Ma, nell’economia narrativa, la partecipazione alle esequie è un modo per far emergere il suo essere fuori posto: da una parte c’è la famiglia che la vorrebbe a casa come tutte le “brave donne” dell’epoca; dall’altra deve dare voce a un mondo interiore che la fa dialogare con gli spiriti dell’aldilà.
Eugénie è letteralmente posseduta da queste presenze, creando disagi all’interno della stessa famiglia che pensa di fare il suo bene chiudendola nell’Ospizio di Salpêtrière, sorta di manicomio passato alla storia per essere stato nel corso del tempo un mosaico infernale della miseria umana.

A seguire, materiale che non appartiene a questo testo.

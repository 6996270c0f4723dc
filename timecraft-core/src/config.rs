//! Configuration for the balance calculation

use chrono::Weekday;
use serde::{Deserialize, Deserializer, Serialize, Serializer};
use std::fs;
use std::path::Path;
use thiserror::Error;

/// Calculation settings consumed by [`crate::BalanceCalculator`]
#[derive(Debug, Clone, Serialize, Deserialize)]
#[serde(default)]
pub struct CalcConfig {
    /// Expected working hours per week
    pub expected_per_week: f64,
    /// Minimum hours per day before an alert is raised (weekdays only)
    pub min_daily: f64,
    /// Minimum hours per week before an alert is raised
    pub min_weekly: f64,
    /// Header text of the duration column (exact, case-sensitive)
    pub duration_column: String,
    /// Header text of the date column (exact, case-sensitive)
    pub date_column: String,
    /// Reject rows whose parsed date falls before this year
    pub min_year: Option<i32>,
    /// First day of the week used for bucketing
    #[serde(
        serialize_with = "serialize_weekday",
        deserialize_with = "deserialize_weekday"
    )]
    pub week_start: Weekday,
    /// Decimal places for displayed hour values (negative clamps to 0)
    pub decimals: i64,
}

impl Default for CalcConfig {
    fn default() -> Self {
        Self {
            expected_per_week: 40.0,
            min_daily: 0.0,
            min_weekly: 0.0,
            duration_column: String::new(),
            date_column: String::new(),
            min_year: None,
            week_start: Weekday::Mon,
            decimals: 2,
        }
    }
}

impl CalcConfig {
    /// Load configuration from a TOML file
    pub fn from_file<P: AsRef<Path>>(path: P) -> anyhow::Result<Self> {
        let content = fs::read_to_string(path)?;
        let config: CalcConfig = toml::from_str(&content)?;
        Ok(config)
    }

    /// Check the settings before any processing starts
    pub fn validate(&self) -> Result<(), ConfigError> {
        if self.expected_per_week < 0.0 {
            return Err(ConfigError::NegativeExpected(self.expected_per_week));
        }
        if self.min_daily < 0.0 {
            return Err(ConfigError::NegativeMinDaily(self.min_daily));
        }
        if self.min_weekly < 0.0 {
            return Err(ConfigError::NegativeMinWeekly(self.min_weekly));
        }
        if self.duration_column.is_empty() {
            return Err(ConfigError::MissingDurationColumn);
        }
        if self.date_column.is_empty() {
            return Err(ConfigError::MissingDateColumn);
        }
        Ok(())
    }
}

/// Configuration problems that abort the whole run
#[derive(Debug, Error, PartialEq)]
pub enum ConfigError {
    #[error("working hours per week must be >= 0, was {0}")]
    NegativeExpected(f64),
    #[error("minimum hours per day must be >= 0, was {0}")]
    NegativeMinDaily(f64),
    #[error("minimum hours per week must be >= 0, was {0}")]
    NegativeMinWeekly(f64),
    #[error("a duration column name must be given")]
    MissingDurationColumn,
    #[error("a date column name must be given")]
    MissingDateColumn,
}

/// Parse a weekday from names like "mon" or "Monday"
pub fn parse_weekday(s: &str) -> Result<Weekday, String> {
    s.parse::<Weekday>()
        .map_err(|_| format!("invalid weekday: {s:?}"))
}

fn serialize_weekday<S: Serializer>(day: &Weekday, serializer: S) -> Result<S::Ok, S::Error> {
    serializer.serialize_str(&day.to_string())
}

fn deserialize_weekday<'de, D: Deserializer<'de>>(deserializer: D) -> Result<Weekday, D::Error> {
    let s = String::deserialize(deserializer)?;
    parse_weekday(&s).map_err(serde::de::Error::custom)
}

Affidata alle cure di una severa infermiera (la stessa Laurent), entra in contatto con le donne che popolano la clinica, in larga parte frettolosamente diagnosticate come isteriche e vittime di quotidiani abusi e umiliazioni promosse dal primario, che ipnotizza i pazienti, li sottopone ad atroci e fasulle terapie (il bagno di ghiaccio, per esempio) e organizza un macabro ballo per far divertire la comunità scientifica.
Parte lento, Il ballo delle pazze, pericolosamente in zona polpettone, e poi a poco a poco monta la tensione che è dovuta a un elegante e sostenuto thriller psichiatrico fondato sui conflitti tra libertà e costrizione, libero arbitrio e manipolazione, voci spirituali e moduli scientifici, sottomissione femminile e potere maschile. Più che femminista, è un film allegorico che nello spazio claustrofobico della clinica trasla problemi di una società patriarcale e disinteressata alle zone d’ombra dell’animo umano. Confezione d’alta scuola, professionismo indiscussi, nobili motivazioni.